O presidente Donald Trump, anunciou nesta segunda-feira (5) a criação de um programa que oferece US$ 1.000 (cerca de R$ 5.658) a imigrantes em situação irregular que optarem por deixar o país voluntariamente. A medida, segundo o Departamento de Segurança Interna (DHS), tem o objetivo de incentivar a chamada “autodeportação” e reduzir os custos do processo de deportação tradicional.

A iniciativa é restrita a estrangeiros que estejam ilegalmente nos EUA, e inclui assistência para a viagem, além da remoção do nome da lista de detenção da imigração, o que livra o participante de prisão imediata. O programa já está em vigor e os interessados devem se inscrever pelo aplicativo CBP Home.

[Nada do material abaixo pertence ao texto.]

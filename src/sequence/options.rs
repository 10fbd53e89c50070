/// What to sequence and how.
///
/// ```rust
/// # use midibeep::prelude::*;
/// let options = SequenceOptions::default()
///     .with_track(2)
///     .with_channel(9)
///     .with_bpm(90);
/// assert_eq!(options.track, 2);
/// assert_eq!(options.bpm, Some(90));
/// ```
#[derive(Debug, Clone, Copy, PartialEq, Eq, Default)]
#[cfg_attr(feature = "serde", derive(serde::Serialize, serde::Deserialize))]
pub struct SequenceOptions {
    /// Index of the track to read notes from
    pub track: usize,
    /// Channel whose note events are kept, 0 to 15
    pub channel: u8,
    /// Tempo override. `None` takes the tempo from the file.
    pub bpm: Option<u32>,
    /// Treat `NOTE_ON` with velocity 0 as `NOTE_OFF`
    pub velocity_zero_is_note_off: bool,
}

impl SequenceOptions {
    /// Select a track
    pub const fn with_track(mut self, track: usize) -> Self {
        self.track = track;
        self
    }

    /// Select a channel
    pub const fn with_channel(mut self, channel: u8) -> Self {
        self.channel = channel;
        self
    }

    /// Override the tempo. `0` keeps the file's tempo.
    pub const fn with_bpm(mut self, bpm: u32) -> Self {
        self.bpm = if bpm == 0 { None } else { Some(bpm) };
        self
    }

    /// Treat `NOTE_ON` with velocity 0 as a release
    pub const fn with_velocity_zero_as_note_off(mut self, enabled: bool) -> Self {
        self.velocity_zero_is_note_off = enabled;
        self
    }
}

#[test]
fn zero_bpm_means_from_file() {
    use pretty_assertions::assert_eq;
    let options = SequenceOptions::default().with_bpm(140).with_bpm(0);
    assert_eq!(options.bpm, None);
}
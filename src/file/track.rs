use crate::{
    event::{Event, EventCode, MetaType},
    reader::{ReadResult, Reader, ReaderError, Vlv},
};
use alloc::vec::Vec;

/// Chunk magic of a track
pub const MTRK_MAGIC: [u8; 4] = *b"MTrk";

/// The eight bytes in front of a track payload
#[derive(Debug, Clone, Copy, PartialEq, Eq)]
#[cfg_attr(feature = "serde", derive(serde::Serialize, serde::Deserialize))]
pub struct MtrkHeader {
    length: u32,
}

impl MtrkHeader {
    /// Decode the magic and payload length.
    pub fn read(reader: &mut Reader<'_>) -> ReadResult<Self> {
        let position = reader.buffer_position();
        let magic = reader.read_exact_size::<4>()?;
        if magic != MTRK_MAGIC {
            return Err(ReaderError::invalid_magic(position, MTRK_MAGIC, magic));
        }
        let length = reader.read_u32_be()?;
        Ok(Self { length })
    }

    /// Declared payload length in bytes
    pub const fn length(&self) -> u32 {
        self.length
    }
}

#[doc = r#"
One `MTrk` chunk: the pre-delay and every event up to the end of the
declared payload.
"#]
#[derive(Debug, Clone, PartialEq, Eq)]
#[cfg_attr(feature = "serde", derive(serde::Serialize, serde::Deserialize))]
pub struct MtrkChunk {
    header: MtrkHeader,
    predelay: Vlv,
    events: Vec<Event>,
}

impl MtrkChunk {
    /// Build a track by hand
    pub fn new(predelay: Vlv, events: Vec<Event>) -> Self {
        Self {
            header: MtrkHeader { length: 0 },
            predelay,
            events,
        }
    }

    /// Decode one track chunk.
    ///
    /// The whole declared payload is taken from `reader` before any event
    /// is decoded, so a length that overruns the buffer fails up front.
    /// Events are then read until the payload is used up; an event that
    /// would run past it fails with a truncated stream error.
    pub fn read(reader: &mut Reader<'_>) -> ReadResult<Self> {
        let header = MtrkHeader::read(reader)?;
        let mut payload = reader.sub_reader(header.length as usize)?;

        let predelay = payload.read_vlv()?;
        let mut events = Vec::new();
        while !payload.is_empty() {
            let event = Event::read(&mut payload)?;
            #[cfg(feature = "tracing")]
            tracing::trace!(
                code = %event.code(),
                meta = event.is_meta(),
                len = event.data().len(),
                delay = event.delay().value(),
                "decoded event"
            );
            events.push(event);
        }

        Ok(Self {
            header,
            predelay,
            events,
        })
    }

    /// The chunk header
    pub const fn header(&self) -> &MtrkHeader {
        &self.header
    }

    /// Pulses before the first event
    pub const fn predelay(&self) -> Vlv {
        self.predelay
    }

    /// Events in file order
    pub fn events(&self) -> &[Event] {
        &self.events
    }

    /// The first event whose code equals `code`.
    ///
    /// This is a plain scan over every event, channel events included.
    pub fn find_first_event_by_code(&self, code: EventCode) -> Option<&Event> {
        self.events.iter().find(|event| event.code() == code)
    }

    /// The first meta event of type `meta`
    pub fn find_meta(&self, meta: MetaType) -> Option<&Event> {
        let code = EventCode::from_meta(meta);
        self.events
            .iter()
            .find(|event| event.is_meta() && event.code() == code)
    }
}

#[cfg(test)]
fn chunk(payload: &[u8]) -> Vec<u8> {
    let mut bytes = Vec::new();
    bytes.extend_from_slice(b"MTrk");
    bytes.extend_from_slice(&(payload.len() as u32).to_be_bytes());
    bytes.extend_from_slice(payload);
    bytes
}

#[test]
fn read_track() {
    use crate::event::Command;
    use pretty_assertions::assert_eq;
    let bytes = chunk(&[
        0x05, // pre-delay
        0xFF, 0x03, 0x02, b'h', b'i', 0x00, // name
        0x90, 60, 100, 0x60, // note on
        0x80, 60, 0, 0x00, // note off
        0xFF, 0x2F, 0x00,
    ]);
    let mut reader = Reader::from_byte_slice(&bytes);
    let track = MtrkChunk::read(&mut reader).unwrap();

    assert!(reader.is_empty());
    assert_eq!(track.predelay().value(), 5);
    assert_eq!(track.events().len(), 4);
    assert_eq!(track.events()[1].command(), Some(Command::NoteOn));
    assert_eq!(track.events()[1].delay().value(), 0x60);
    assert_eq!(track.events()[3].meta_type(), Some(MetaType::TrackEnd));

    let name = track.find_meta(MetaType::TrackName).unwrap();
    assert_eq!(name.data(), b"hi");
    assert!(track.find_meta(MetaType::Copyright).is_none());
}

#[test]
fn find_first_by_code() {
    use pretty_assertions::assert_eq;
    let bytes = chunk(&[
        0x00, 0xFF, 0x51, 0x03, 0x07, 0xA1, 0x20, 0x00, 0xFF, 0x51, 0x03, 0x0F, 0x42, 0x40,
        0x00,
    ]);
    let mut reader = Reader::from_byte_slice(&bytes);
    let track = MtrkChunk::read(&mut reader).unwrap();
    let tempo = track
        .find_first_event_by_code(EventCode::from_byte(0x51))
        .unwrap();
    assert_eq!(tempo.data(), &[0x07, 0xA1, 0x20]);
}

#[test]
fn stops_at_declared_length() {
    use pretty_assertions::assert_eq;
    let mut bytes = chunk(&[0x00, 0xC0, 0x01, 0x00]);
    bytes.extend_from_slice(b"trailing");
    let mut reader = Reader::from_byte_slice(&bytes);
    let track = MtrkChunk::read(&mut reader).unwrap();
    assert_eq!(track.events().len(), 1);
    assert_eq!(reader.remaining(), 8);
}

#[test]
fn event_past_declared_length() {
    // the note on needs a delta that lies outside the chunk
    let mut bytes = chunk(&[0x00, 0x90, 60, 100]);
    bytes.push(0x00);
    let mut reader = Reader::from_byte_slice(&bytes);
    assert!(MtrkChunk::read(&mut reader).unwrap_err().is_truncated());
}

#[test]
fn declared_length_overruns_buffer() {
    use pretty_assertions::assert_eq;
    let mut bytes = Vec::new();
    bytes.extend_from_slice(b"MTrk");
    bytes.extend_from_slice(&100u32.to_be_bytes());
    bytes.extend_from_slice(&[0x00, 0xFF, 0x2F, 0x00]);
    let mut reader = Reader::from_byte_slice(&bytes);
    let err = MtrkChunk::read(&mut reader).unwrap_err();
    assert!(err.is_truncated());
    assert_eq!(err.position(), 8);
}

#[test]
fn bad_track_magic() {
    let mut bytes = chunk(&[0x00, 0xFF, 0x2F, 0x00]);
    bytes[3] = b'x';
    let mut reader = Reader::from_byte_slice(&bytes);
    assert!(MtrkChunk::read(&mut reader).unwrap_err().is_invalid_magic());
}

“Se você está aqui ilegalmente, a autodeportação é a melhor, mais segura e mais econômica maneira de deixar os Estados Unidos e evitar a prisão”, declarou a secretária de Segurança Interna, Kristi Noem.
“O DHS agora oferece assistência financeira para viagens a imigrantes ilegais e um auxílio para retornar ao seu país de origem”, completou.
Além de representar uma alternativa voluntária para os imigrantes, o governo norte-americano aponta que o novo programa pode reduzir em até 70% os custos federais com deportações forçadas. Hoje, a despesa média com cada deportação é de US$ 17.121 (cerca de R$ 96,9 mil), de acordo com o próprio DHS.
Em entrevista à Fox News, a secretária-assistente do departamento, Tricia McLaughin, confirmou que as passagens aéreas serão totalmente custeadas pelo governo dos EUA. O pagamento dos US$ 1.000 só será realizado após a confirmação de que o imigrante chegou ao seu país de origem, informou Kristi Noem.
O governo estima que, após a aprovação no programa, o retorno ao país de origem deva ocorrer dentro de um prazo de até 21 dias. A secretária Noem classificou a medida como uma “oportunidade histórica” para imigrantes que desejam evitar prisões e processos legais.